This has been badly damanged during lockdown - just walking past someone's desk and being reminded I need to speak to them was useful. And just saying hi kept the "relationship" fresh
I've never heard of this software category before. For decades, I've managed this info with an online calendar (annual reminders for birthdays, for example), and online contact/address book (notes section heavily levegered). This is pretty cool - thanks for bringing it to my attention!
First, thank you for your work. I must admit though I was hoping that the rewrite would be in Go (or Rust) for the simple use case of a dead-simple binary deploy with a built in sqlite or rocks/level database that can handle as many users as you can throw at it on a $2-5 VPS instance.
(I'm super proud to say that we have an official Docker image, official being the label the Docker granted us last year as they (Docker, the company) maintain it. There are not a lot of official Docker images, but we are part of it, and it's awesome)
In terms of simplicity, nothing beats PHP. It's easily deployable everywhere, everyone knows how to use this simple language, and the Laravel ecosystem is fantastic. But I understand what you mean.
I've been using PHP for a decade and recently started building APIs in Go. Everything about the process has been significantly simpler, from packages to testing to deploying and debugging. I don't think I can ever go back, and this is coming from someone who still loves PHP and works with both Go and Laravel daily.
I've been exploring doing some of my PHP stuff in Go and my opinion has been the complete opposite. PHP, I can just start composing a page; Go, I have to implement a router and serving static content.
This is only true if you have a LAMP server already. On none of my servers runs PHP, so setting that up would be definitly more work than adding another binary to my systemd.
How so? If you use Docker, there are all-in-one images. If you use conventional deployment, there are howto guides and/or meta packages to get things up and running.

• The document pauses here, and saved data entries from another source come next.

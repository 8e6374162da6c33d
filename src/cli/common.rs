//! Shared CLI plumbing: error type, exit codes and session helpers.

use serde::Serialize;
use std::fmt;

use crate::config::Config;
use crate::services::{ContentEditorSession, EditorError, SaveOutcome};

/// Process exit codes used by every command.
#[derive(Debug, Clone, Copy, PartialEq, Eq)]
#[repr(i32)]
pub enum ExitCode {
    /// Command succeeded
    Success = 0,
    /// Invalid input or configuration
    ValidationError = 1,
    /// File system or serialization failure
    IoError = 2,
}

impl ExitCode {
    /// Numeric process exit code.
    pub const fn code(self) -> i32 {
        self as i32
    }
}

/// Error returned by CLI commands.
#[derive(Debug, Clone, PartialEq, Eq)]
pub struct CliError {
    kind: ExitCode,
    message: String,
}

impl CliError {
    /// Invalid input (exit code 1).
    pub fn validation(message: impl Into<String>) -> Self {
        Self {
            kind: ExitCode::ValidationError,
            message: message.into(),
        }
    }

    /// I/O failure (exit code 2).
    pub fn io(message: impl Into<String>) -> Self {
        Self {
            kind: ExitCode::IoError,
            message: message.into(),
        }
    }

    /// Exit code for this error.
    pub fn exit_code(&self) -> ExitCode {
        self.kind
    }

    /// Human-readable message.
    pub fn message(&self) -> &str {
        &self.message
    }
}

impl fmt::Display for CliError {
    fn fmt(&self, f: &mut fmt::Formatter<'_>) -> fmt::Result {
        f.write_str(&self.message)
    }
}

impl std::error::Error for CliError {}

impl From<EditorError> for CliError {
    fn from(err: EditorError) -> Self {
        match err {
            EditorError::SaveFailed(_) => Self::io(err.to_string()),
            _ => Self::validation(err.to_string()),
        }
    }
}

/// Result type for CLI commands.
pub type CliResult<T> = Result<T, CliError>;

/// Loads and validates the configuration.
pub fn load_config() -> CliResult<Config> {
    let config = Config::load()
        .map_err(|e| CliError::validation(format!("Failed to load configuration: {e:#}")))?;
    config
        .validate()
        .map_err(|e| CliError::validation(format!("Invalid configuration: {e:#}")))?;
    Ok(config)
}

/// Opens an editor session over the configured storage.
pub fn open_session() -> CliResult<ContentEditorSession> {
    let config = load_config()?;
    ContentEditorSession::from_config(&config)
        .map_err(|e| CliError::io(format!("Failed to open content storage: {e:#}")))
}

/// Saves a session and prints the confirmation line.
pub fn save_session(session: &mut ContentEditorSession) -> CliResult<()> {
    match session.save()? {
        SaveOutcome::Saved { at } => {
            println!("Saved at {}", at.format("%Y-%m-%d %H:%M:%S UTC"));
            Ok(())
        }
        SaveOutcome::AlreadySaving => Err(CliError::io("Another save is still in progress")),
    }
}

/// Prints a value as pretty JSON.
pub fn print_json<T: Serialize>(value: &T) -> CliResult<()> {
    let json = serde_json::to_string_pretty(value)
        .map_err(|e| CliError::io(format!("Failed to serialize JSON: {e}")))?;
    println!("{json}");
    Ok(())
}

/// Shortens inline `data:` URLs for terminal output.
pub fn display_source(source: &str) -> String {
    if !source.starts_with("data:") {
        return source.to_string();
    }
    let header = source.split(',').next().unwrap_or(source);
    format!("{header},… ({} bytes)", source.len())
}

#[cfg(test)]
mod tests {
    use super::*;

    #[test]
    fn test_exit_codes() {
        assert_eq!(CliError::validation("x").exit_code().code(), 1);
        assert_eq!(CliError::io("x").exit_code().code(), 2);
        assert_eq!(ExitCode::Success.code(), 0);
    }

    #[test]
    fn test_editor_errors_map_to_exit_codes() {
        let save: CliError = EditorError::SaveFailed("disk full".into()).into();
        assert_eq!(save.exit_code(), ExitCode::IoError);

        let range: CliError = EditorError::LineOutOfRange { index: 9, len: 2 }.into();
        assert_eq!(range.exit_code(), ExitCode::ValidationError);
    }

    #[test]
    fn test_display_source_truncates_inline_data() {
        assert_eq!(display_source("/images/a.png"), "/images/a.png");
        let shown = display_source("data:image/png;base64,AAAAAAAA");
        assert!(shown.starts_with("data:image/png;base64,…"));
    }
}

Besides, a lot of people use shared hosting for any number of reasons. Anything not PHP based is doomed there.
You can self host. We highly recommend that you self host. We prefer if you self host.
If you use our own version, it’s not as safe, obviously, even though we do our best to keep it secure.
No. It's a codename in reference to Monica and the Friends tv show. Chandler being the one who dates Monica (no spoiler).
Right now we have two repos on Github, but we have to find a way to merge Chandler to Monica in the future so we don't lose those precious stars :-)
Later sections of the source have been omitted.